[[ Input data open ]]

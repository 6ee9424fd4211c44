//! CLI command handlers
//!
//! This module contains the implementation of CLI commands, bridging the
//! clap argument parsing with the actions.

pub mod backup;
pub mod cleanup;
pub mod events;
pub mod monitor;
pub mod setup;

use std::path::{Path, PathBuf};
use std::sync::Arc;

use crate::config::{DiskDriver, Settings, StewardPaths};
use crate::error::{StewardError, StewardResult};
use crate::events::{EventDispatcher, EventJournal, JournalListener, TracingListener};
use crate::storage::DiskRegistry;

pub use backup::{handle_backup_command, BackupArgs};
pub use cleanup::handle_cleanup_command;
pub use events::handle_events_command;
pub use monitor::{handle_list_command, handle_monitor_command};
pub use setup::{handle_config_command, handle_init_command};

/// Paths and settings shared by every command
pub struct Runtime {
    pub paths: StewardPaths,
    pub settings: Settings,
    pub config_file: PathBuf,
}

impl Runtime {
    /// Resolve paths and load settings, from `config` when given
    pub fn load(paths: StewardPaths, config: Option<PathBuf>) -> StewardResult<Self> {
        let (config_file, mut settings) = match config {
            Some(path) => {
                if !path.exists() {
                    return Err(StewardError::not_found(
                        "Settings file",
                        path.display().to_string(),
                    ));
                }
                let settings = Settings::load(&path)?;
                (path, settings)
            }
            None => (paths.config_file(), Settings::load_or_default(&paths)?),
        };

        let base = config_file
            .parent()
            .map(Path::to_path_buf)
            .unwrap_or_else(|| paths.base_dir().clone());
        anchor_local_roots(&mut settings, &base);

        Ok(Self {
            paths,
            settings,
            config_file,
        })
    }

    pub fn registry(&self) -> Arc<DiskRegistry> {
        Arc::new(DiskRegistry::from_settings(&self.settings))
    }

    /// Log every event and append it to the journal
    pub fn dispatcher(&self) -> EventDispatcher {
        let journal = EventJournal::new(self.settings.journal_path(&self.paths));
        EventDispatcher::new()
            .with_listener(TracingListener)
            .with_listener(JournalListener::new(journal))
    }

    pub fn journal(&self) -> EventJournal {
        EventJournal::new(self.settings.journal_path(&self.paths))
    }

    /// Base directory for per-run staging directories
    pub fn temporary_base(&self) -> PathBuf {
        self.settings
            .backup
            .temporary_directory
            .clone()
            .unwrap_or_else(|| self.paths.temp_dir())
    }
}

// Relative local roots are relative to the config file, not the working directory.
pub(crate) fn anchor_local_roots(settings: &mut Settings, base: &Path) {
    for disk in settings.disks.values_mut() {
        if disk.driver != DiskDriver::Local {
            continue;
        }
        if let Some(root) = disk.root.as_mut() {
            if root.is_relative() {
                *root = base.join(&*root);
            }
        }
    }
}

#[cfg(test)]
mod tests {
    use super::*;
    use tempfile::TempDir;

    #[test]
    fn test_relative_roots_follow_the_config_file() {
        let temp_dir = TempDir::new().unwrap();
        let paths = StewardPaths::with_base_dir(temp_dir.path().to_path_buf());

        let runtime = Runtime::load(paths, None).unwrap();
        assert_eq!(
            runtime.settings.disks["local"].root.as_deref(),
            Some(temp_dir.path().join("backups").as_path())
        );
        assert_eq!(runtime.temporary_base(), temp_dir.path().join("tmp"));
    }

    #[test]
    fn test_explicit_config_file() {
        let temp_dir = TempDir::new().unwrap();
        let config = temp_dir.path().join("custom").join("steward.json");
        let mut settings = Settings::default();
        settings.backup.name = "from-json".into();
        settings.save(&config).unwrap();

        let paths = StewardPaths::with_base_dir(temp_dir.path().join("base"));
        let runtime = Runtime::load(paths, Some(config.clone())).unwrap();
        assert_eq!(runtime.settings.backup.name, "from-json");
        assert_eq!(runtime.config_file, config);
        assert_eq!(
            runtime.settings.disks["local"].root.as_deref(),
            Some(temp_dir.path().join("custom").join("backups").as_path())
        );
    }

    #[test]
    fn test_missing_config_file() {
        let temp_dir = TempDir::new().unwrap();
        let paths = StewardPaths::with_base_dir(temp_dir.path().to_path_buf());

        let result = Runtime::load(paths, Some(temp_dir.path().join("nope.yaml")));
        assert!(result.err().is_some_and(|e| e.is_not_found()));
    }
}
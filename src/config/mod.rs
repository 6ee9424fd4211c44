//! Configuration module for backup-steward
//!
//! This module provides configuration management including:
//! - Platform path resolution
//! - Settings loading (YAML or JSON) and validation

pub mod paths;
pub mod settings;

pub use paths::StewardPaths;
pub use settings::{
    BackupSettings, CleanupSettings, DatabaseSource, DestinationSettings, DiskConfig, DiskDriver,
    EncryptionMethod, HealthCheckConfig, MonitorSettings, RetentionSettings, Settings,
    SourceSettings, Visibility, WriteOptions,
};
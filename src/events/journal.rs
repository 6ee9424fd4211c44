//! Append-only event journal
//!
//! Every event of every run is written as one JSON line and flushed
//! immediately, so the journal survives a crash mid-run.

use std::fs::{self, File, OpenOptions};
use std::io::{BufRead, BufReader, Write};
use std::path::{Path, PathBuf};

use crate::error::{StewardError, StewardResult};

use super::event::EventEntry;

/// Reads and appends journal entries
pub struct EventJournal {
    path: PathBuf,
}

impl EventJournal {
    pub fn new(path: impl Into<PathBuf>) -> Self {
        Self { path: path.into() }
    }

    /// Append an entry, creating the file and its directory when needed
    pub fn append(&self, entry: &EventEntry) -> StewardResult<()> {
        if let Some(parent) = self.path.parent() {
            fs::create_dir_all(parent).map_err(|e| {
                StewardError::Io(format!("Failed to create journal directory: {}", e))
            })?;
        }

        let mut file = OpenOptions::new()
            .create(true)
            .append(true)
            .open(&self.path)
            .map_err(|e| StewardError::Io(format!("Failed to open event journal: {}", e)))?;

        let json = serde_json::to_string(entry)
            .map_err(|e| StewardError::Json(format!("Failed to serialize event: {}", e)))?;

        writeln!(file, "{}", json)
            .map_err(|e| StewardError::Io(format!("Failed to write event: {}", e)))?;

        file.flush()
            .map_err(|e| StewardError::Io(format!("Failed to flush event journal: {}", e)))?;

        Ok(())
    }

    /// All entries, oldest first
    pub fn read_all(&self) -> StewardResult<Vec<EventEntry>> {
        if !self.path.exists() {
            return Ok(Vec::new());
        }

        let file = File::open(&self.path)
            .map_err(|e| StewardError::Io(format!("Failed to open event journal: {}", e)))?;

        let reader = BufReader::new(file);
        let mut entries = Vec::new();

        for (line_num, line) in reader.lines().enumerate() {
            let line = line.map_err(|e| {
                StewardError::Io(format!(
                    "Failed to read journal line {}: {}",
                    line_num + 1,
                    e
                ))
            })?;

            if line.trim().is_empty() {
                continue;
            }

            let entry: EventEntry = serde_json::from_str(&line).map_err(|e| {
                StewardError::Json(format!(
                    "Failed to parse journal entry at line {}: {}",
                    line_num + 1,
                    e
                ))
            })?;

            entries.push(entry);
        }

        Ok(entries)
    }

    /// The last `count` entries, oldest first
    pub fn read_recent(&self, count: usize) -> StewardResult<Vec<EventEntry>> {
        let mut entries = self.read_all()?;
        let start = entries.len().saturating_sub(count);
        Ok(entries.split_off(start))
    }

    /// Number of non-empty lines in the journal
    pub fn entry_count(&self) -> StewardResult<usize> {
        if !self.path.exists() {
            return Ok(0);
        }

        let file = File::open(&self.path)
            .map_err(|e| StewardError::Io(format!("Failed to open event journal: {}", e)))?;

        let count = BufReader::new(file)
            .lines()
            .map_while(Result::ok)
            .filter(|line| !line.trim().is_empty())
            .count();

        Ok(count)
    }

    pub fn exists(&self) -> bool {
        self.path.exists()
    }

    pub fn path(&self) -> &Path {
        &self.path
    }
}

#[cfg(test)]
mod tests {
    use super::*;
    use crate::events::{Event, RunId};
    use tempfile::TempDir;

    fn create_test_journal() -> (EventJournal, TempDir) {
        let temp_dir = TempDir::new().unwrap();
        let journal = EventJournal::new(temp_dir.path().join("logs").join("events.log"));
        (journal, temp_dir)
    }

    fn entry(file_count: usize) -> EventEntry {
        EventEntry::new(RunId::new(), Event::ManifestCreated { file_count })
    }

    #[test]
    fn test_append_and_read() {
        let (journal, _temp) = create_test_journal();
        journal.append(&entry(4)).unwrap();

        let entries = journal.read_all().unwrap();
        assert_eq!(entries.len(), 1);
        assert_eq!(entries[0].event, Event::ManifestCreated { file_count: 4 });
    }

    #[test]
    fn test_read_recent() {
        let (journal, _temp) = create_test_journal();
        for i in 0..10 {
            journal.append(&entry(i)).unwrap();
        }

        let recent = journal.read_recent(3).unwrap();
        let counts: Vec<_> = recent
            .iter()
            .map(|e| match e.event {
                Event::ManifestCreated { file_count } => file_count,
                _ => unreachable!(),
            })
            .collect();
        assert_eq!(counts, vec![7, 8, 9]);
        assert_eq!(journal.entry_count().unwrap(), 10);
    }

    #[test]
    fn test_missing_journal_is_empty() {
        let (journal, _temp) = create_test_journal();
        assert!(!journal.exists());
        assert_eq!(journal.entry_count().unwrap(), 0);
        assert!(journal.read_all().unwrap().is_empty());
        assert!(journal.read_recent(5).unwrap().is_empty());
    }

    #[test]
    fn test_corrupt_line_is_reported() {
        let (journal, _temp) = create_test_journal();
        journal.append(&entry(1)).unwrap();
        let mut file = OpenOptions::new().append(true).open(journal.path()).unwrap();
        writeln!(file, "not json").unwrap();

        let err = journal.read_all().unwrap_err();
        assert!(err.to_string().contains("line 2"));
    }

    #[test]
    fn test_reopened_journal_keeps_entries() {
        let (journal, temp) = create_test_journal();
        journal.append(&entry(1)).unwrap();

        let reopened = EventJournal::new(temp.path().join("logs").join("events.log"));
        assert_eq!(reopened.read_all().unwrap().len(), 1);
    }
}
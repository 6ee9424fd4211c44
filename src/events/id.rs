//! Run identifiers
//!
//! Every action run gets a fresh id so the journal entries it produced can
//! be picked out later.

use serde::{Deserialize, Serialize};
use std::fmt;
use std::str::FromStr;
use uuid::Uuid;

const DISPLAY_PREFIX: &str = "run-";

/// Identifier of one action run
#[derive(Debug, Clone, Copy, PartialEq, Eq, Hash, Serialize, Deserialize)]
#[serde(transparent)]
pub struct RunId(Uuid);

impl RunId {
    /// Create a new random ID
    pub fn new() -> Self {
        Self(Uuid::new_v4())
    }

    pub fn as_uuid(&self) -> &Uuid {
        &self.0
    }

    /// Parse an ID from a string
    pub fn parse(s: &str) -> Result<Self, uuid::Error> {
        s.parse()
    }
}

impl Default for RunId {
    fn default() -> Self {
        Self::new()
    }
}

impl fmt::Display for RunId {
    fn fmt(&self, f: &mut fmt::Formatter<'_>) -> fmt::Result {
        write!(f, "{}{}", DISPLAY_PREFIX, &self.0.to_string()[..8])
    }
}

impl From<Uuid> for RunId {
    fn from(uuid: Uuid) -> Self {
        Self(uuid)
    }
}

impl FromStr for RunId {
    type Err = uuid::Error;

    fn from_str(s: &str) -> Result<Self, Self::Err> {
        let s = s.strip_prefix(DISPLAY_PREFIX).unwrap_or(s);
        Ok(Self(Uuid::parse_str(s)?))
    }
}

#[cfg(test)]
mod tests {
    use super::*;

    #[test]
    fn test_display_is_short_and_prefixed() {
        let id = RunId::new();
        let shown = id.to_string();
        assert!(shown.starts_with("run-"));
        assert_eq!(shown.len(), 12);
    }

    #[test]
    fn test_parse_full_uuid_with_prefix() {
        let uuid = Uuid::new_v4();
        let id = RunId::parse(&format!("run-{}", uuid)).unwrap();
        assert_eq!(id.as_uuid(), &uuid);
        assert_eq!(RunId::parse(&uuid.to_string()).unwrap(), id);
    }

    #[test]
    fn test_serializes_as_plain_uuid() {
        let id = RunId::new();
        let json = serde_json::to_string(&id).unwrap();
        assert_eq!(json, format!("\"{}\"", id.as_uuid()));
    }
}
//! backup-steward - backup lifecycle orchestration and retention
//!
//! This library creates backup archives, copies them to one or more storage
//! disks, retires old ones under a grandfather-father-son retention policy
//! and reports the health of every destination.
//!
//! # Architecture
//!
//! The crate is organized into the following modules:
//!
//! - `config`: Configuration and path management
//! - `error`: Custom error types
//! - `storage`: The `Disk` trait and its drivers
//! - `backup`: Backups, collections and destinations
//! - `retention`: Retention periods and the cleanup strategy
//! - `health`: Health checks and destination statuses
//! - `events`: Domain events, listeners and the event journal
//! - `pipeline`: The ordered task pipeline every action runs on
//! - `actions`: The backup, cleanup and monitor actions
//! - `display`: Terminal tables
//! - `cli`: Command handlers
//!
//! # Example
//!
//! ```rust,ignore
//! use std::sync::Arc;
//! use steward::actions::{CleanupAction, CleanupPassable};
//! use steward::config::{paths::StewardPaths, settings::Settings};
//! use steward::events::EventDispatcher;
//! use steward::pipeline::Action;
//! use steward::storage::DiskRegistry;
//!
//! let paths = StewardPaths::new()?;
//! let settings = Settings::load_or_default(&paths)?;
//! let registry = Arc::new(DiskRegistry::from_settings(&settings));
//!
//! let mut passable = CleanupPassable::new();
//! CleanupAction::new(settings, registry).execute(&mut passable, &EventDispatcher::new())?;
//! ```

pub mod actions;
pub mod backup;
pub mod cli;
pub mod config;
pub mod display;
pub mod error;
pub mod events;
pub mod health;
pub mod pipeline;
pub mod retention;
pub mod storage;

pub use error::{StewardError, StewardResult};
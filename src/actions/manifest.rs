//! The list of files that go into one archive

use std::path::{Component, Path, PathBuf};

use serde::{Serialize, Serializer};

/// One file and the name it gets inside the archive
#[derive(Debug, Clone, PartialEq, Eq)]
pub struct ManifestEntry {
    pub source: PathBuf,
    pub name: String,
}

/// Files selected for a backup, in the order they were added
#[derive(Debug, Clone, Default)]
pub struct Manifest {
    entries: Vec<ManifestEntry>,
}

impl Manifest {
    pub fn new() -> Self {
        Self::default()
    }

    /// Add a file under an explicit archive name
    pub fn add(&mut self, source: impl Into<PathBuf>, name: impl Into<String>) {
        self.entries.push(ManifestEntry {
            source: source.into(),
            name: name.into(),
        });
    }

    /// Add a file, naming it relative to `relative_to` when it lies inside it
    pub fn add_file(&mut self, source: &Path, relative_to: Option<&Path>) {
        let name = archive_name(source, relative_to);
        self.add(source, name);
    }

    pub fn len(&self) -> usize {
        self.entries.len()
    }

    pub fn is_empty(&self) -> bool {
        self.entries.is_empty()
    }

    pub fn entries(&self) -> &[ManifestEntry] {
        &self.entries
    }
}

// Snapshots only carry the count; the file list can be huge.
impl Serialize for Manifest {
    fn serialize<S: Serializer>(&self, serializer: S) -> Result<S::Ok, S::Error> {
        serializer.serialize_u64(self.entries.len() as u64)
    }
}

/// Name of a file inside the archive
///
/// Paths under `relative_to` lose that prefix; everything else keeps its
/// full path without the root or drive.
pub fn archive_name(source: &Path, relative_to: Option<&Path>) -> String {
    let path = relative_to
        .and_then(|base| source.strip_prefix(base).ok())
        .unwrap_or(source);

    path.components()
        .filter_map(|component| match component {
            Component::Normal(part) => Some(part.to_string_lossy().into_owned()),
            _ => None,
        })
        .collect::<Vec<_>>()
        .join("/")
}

[[ Input data closed ]]

Write out every line, unchanged, from the one containing "can be huge." through the closing line of the data.

* _Exercise response_:
// Snapshots only carry the count; the file list can be huge.
impl Serialize for Manifest {
    fn serialize<S: Serializer>(&self, serializer: S) -> Result<S::Ok, S::Error> {
        serializer.serialize_u64(self.entries.len() as u64)
    }
}

/// Name of a file inside the archive
///
/// Paths under `relative_to` lose that prefix; everything else keeps its
/// full path without the root or drive.
pub fn archive_name(source: &Path, relative_to: Option<&Path>) -> String {
    let path = relative_to
        .and_then(|base| source.strip_prefix(base).ok())
        .unwrap_or(source);

    path.components()
        .filter_map(|component| match component {
            Component::Normal(part) => Some(part.to_string_lossy().into_owned()),
            _ => None,
        })
        .collect::<Vec<_>>()
        .join("/")
}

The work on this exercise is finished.